#### TASK:
Write out exactly the lines below that run from the one containing "repository 147affb4307fd040" through the one containing "use std::collections::HashMap;", both included, with no other lines.

::: DATA SHOWN :::

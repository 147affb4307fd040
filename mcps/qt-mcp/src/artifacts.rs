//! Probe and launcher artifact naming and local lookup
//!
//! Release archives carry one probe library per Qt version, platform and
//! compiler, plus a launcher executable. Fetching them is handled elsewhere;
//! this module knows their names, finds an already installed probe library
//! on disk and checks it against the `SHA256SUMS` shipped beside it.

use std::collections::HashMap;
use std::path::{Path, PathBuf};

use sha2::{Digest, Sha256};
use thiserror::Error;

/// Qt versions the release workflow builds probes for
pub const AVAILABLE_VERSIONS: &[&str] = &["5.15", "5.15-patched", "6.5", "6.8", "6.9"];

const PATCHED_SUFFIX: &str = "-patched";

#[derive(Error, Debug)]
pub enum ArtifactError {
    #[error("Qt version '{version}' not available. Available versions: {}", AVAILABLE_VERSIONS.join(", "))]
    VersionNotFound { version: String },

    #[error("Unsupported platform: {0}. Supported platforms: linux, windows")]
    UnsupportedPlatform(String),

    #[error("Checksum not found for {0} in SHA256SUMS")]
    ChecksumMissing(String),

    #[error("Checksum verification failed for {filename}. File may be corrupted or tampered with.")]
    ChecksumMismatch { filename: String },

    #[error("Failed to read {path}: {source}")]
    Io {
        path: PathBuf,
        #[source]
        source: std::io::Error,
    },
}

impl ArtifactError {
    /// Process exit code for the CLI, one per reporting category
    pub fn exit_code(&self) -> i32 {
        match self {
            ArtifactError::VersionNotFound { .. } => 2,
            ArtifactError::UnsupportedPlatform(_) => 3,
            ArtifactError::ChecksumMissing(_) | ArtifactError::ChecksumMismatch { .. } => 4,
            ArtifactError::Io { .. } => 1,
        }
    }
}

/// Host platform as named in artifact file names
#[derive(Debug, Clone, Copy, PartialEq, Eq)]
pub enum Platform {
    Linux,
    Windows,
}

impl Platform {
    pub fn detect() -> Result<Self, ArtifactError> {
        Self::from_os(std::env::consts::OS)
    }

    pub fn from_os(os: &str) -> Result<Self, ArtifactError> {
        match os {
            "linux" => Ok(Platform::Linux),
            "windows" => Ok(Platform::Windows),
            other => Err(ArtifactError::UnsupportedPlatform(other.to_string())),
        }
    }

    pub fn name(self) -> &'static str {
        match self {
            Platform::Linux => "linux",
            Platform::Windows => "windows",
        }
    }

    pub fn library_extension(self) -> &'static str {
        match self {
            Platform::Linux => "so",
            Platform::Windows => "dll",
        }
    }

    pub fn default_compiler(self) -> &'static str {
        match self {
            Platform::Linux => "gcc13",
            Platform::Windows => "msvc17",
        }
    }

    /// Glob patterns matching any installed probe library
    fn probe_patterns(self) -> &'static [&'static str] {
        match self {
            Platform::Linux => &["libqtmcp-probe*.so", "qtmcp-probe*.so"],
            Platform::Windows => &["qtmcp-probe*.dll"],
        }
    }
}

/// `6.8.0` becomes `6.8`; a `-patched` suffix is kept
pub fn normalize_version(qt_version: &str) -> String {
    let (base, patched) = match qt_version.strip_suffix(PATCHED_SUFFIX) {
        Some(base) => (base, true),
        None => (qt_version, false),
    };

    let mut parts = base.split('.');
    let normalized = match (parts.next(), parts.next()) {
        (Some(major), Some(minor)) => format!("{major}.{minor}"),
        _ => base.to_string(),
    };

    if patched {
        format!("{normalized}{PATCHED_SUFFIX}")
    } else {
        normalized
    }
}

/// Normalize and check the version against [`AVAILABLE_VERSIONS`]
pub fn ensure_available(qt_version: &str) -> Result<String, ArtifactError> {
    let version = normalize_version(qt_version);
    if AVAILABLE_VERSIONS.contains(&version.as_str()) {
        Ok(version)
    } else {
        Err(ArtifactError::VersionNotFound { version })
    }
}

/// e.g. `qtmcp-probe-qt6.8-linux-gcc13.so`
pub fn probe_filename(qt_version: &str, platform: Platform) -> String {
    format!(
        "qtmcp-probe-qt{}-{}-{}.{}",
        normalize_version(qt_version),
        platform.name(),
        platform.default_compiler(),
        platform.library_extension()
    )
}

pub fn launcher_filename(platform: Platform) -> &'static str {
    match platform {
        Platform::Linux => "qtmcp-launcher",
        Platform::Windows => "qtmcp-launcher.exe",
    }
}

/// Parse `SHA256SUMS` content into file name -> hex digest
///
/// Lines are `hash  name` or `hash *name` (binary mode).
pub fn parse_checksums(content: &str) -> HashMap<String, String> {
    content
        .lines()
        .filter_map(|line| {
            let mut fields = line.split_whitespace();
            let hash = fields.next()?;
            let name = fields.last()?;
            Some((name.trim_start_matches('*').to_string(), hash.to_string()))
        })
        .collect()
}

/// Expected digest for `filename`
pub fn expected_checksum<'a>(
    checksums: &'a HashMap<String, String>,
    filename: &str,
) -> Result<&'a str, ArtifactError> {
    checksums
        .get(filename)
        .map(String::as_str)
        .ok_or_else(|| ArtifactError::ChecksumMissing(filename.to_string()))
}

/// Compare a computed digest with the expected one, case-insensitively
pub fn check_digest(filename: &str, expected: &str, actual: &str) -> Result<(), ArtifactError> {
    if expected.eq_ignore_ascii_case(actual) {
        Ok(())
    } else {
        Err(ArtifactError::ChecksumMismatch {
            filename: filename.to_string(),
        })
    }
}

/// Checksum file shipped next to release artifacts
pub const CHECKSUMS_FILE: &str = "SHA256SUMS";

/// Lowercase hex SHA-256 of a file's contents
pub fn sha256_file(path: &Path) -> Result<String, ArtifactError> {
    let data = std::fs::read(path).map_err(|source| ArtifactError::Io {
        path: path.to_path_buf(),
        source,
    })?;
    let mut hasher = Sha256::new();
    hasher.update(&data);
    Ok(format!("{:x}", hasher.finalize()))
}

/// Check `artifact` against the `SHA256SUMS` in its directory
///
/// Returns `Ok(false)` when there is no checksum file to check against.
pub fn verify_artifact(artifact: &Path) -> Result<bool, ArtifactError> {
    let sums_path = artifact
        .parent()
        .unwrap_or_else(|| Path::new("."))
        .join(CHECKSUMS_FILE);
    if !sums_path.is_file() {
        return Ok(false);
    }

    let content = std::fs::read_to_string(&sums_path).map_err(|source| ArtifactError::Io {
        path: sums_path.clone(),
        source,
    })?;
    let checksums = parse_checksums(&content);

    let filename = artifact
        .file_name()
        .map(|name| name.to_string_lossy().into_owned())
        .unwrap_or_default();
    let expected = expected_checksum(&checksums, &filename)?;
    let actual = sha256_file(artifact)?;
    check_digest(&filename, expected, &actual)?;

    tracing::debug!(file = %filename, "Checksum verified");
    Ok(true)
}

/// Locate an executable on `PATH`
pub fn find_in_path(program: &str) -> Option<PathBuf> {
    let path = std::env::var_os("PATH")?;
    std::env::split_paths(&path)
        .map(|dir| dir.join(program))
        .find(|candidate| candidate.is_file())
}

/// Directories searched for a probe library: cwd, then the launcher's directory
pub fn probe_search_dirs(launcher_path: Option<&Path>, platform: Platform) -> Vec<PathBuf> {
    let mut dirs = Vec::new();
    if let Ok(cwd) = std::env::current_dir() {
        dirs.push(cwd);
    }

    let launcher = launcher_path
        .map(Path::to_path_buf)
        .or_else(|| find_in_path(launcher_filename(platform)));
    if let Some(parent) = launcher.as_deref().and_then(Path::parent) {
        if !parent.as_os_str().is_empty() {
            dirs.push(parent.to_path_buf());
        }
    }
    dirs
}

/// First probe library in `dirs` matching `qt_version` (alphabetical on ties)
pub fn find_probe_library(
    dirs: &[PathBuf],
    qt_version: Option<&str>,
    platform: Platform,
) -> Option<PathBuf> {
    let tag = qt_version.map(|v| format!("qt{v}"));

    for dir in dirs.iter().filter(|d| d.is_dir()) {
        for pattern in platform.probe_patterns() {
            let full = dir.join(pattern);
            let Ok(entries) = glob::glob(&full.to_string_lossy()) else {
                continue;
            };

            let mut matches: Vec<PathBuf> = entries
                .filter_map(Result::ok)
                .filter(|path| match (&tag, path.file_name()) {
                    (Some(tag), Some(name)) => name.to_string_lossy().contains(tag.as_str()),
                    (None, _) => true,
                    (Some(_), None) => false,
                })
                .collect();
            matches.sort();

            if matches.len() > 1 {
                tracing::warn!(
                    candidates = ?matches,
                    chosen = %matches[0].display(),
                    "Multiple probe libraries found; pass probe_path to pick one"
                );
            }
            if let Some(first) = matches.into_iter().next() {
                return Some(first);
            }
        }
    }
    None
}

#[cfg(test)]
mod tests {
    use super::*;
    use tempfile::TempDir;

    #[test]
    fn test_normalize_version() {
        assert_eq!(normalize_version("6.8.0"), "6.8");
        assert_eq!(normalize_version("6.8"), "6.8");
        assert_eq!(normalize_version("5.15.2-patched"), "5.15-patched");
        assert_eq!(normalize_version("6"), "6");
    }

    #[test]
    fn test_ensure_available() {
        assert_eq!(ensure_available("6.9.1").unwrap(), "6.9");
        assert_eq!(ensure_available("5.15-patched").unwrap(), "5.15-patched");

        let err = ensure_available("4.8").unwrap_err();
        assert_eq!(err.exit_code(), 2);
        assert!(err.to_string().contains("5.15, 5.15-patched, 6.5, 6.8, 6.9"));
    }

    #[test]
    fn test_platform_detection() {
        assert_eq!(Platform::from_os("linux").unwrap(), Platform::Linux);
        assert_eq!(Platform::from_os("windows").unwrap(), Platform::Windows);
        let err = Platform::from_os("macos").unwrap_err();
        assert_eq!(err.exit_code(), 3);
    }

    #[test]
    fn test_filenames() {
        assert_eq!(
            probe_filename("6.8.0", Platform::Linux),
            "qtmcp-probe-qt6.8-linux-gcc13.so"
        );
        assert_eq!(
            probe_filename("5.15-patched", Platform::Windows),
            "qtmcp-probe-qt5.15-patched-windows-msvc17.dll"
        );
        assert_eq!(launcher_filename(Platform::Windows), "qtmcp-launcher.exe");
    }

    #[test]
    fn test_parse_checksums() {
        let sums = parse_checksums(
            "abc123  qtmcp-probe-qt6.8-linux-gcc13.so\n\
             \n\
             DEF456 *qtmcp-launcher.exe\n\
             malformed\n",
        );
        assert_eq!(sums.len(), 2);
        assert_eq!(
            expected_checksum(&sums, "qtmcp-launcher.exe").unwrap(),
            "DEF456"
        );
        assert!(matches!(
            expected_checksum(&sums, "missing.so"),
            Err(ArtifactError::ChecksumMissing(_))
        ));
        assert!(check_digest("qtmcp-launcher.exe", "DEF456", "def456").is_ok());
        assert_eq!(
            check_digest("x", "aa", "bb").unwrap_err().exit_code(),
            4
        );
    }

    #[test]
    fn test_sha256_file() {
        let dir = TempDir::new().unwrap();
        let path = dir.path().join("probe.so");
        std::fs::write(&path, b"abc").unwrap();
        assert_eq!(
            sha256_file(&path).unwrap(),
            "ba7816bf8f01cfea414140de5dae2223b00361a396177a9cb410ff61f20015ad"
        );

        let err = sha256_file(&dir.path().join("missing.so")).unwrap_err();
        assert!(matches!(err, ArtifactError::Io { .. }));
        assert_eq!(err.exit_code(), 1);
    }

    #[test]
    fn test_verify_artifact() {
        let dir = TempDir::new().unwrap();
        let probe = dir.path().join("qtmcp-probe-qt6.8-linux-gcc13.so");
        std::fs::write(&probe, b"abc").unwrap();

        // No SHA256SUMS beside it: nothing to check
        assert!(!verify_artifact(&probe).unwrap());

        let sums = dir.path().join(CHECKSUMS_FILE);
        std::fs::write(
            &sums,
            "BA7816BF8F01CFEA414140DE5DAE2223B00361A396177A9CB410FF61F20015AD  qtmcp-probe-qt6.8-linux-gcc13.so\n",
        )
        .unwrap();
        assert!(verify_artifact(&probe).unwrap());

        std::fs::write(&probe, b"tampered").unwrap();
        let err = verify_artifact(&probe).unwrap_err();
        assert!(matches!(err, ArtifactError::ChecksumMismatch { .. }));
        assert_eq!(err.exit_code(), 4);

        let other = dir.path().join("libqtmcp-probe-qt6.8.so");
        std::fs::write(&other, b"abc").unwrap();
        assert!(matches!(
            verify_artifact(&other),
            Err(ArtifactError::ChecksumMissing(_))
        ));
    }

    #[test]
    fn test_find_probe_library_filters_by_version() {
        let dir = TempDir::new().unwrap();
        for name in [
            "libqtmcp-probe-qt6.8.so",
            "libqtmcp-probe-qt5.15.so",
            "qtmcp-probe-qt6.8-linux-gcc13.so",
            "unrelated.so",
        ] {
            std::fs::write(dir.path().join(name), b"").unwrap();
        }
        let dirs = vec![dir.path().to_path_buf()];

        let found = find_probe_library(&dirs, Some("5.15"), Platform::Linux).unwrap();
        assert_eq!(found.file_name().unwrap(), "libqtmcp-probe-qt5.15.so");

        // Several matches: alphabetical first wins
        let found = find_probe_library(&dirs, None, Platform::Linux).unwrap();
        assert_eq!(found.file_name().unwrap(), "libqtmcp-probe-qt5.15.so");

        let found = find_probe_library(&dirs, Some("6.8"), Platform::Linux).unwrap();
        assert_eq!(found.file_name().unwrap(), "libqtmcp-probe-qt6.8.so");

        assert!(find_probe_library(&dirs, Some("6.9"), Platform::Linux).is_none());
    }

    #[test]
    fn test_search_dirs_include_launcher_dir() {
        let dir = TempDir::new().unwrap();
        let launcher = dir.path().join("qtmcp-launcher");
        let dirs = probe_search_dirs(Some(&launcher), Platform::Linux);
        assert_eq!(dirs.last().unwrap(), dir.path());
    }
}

:::
::: DATA SHOWN :::

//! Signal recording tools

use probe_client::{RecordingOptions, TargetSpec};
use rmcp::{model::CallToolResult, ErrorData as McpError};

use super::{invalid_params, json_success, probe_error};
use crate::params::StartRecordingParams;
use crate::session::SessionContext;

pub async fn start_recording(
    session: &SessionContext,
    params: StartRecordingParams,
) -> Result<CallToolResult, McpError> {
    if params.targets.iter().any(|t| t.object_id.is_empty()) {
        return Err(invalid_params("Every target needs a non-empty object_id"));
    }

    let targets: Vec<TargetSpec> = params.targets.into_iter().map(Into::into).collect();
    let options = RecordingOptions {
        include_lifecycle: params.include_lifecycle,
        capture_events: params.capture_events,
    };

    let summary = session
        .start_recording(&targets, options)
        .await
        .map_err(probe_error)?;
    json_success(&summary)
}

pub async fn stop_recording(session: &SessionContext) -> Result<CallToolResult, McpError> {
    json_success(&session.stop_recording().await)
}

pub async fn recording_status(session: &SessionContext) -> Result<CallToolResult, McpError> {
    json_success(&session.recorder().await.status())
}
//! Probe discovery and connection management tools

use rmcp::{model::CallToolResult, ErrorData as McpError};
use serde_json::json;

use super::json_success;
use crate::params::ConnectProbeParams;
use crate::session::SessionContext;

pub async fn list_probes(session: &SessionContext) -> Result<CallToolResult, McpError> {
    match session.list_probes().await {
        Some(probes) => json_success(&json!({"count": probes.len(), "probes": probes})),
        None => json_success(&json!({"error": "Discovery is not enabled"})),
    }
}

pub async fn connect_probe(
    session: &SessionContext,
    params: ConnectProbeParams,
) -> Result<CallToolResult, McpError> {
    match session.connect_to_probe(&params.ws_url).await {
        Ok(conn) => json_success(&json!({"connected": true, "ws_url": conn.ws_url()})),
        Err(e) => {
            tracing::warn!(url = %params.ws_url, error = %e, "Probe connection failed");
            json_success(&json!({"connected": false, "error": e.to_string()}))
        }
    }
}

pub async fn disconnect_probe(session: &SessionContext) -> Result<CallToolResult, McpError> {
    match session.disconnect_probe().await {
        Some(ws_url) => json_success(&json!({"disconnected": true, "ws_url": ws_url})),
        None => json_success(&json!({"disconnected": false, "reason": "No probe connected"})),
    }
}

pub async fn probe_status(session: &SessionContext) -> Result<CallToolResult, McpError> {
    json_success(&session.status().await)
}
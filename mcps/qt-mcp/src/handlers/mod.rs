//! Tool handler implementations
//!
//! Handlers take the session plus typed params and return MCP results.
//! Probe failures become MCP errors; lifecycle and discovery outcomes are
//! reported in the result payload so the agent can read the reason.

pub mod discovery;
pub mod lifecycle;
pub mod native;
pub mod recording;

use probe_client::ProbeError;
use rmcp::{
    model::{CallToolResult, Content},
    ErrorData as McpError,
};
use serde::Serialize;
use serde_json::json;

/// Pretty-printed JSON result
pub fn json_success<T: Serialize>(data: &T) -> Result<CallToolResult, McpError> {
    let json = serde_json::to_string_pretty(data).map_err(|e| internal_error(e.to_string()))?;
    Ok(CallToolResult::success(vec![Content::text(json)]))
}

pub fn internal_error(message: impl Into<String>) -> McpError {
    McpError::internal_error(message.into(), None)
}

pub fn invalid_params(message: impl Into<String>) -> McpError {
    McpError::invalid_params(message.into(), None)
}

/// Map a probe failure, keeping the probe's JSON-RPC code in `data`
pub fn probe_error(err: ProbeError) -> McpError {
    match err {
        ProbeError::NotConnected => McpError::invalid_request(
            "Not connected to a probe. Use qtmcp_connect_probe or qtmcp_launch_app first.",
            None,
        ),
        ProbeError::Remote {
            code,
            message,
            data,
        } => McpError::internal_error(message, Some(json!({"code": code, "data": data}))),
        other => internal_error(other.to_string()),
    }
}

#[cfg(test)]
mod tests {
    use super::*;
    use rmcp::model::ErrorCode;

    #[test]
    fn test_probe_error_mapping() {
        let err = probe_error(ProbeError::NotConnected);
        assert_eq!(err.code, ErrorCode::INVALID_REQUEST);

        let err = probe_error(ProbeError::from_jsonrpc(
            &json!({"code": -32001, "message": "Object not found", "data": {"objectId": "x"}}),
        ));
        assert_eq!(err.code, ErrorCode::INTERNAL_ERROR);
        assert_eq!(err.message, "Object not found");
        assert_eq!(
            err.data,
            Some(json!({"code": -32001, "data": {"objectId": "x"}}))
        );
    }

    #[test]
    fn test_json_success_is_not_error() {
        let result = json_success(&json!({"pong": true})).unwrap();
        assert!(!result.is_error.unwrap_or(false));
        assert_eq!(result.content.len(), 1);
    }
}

:::

#### SOLUTION TO THIS EXERCISE:
repository 147affb4307fd040
filename mcps/qt-mcp/src/artifacts.rs
//! Probe and launcher artifact naming and local lookup
//!
//! Release archives carry one probe library per Qt version, platform and
//! compiler, plus a launcher executable. Fetching them is handled elsewhere;
//! this module knows their names, finds an already installed probe library
//! on disk and checks it against the `SHA256SUMS` shipped beside it.

use std::collections::HashMap;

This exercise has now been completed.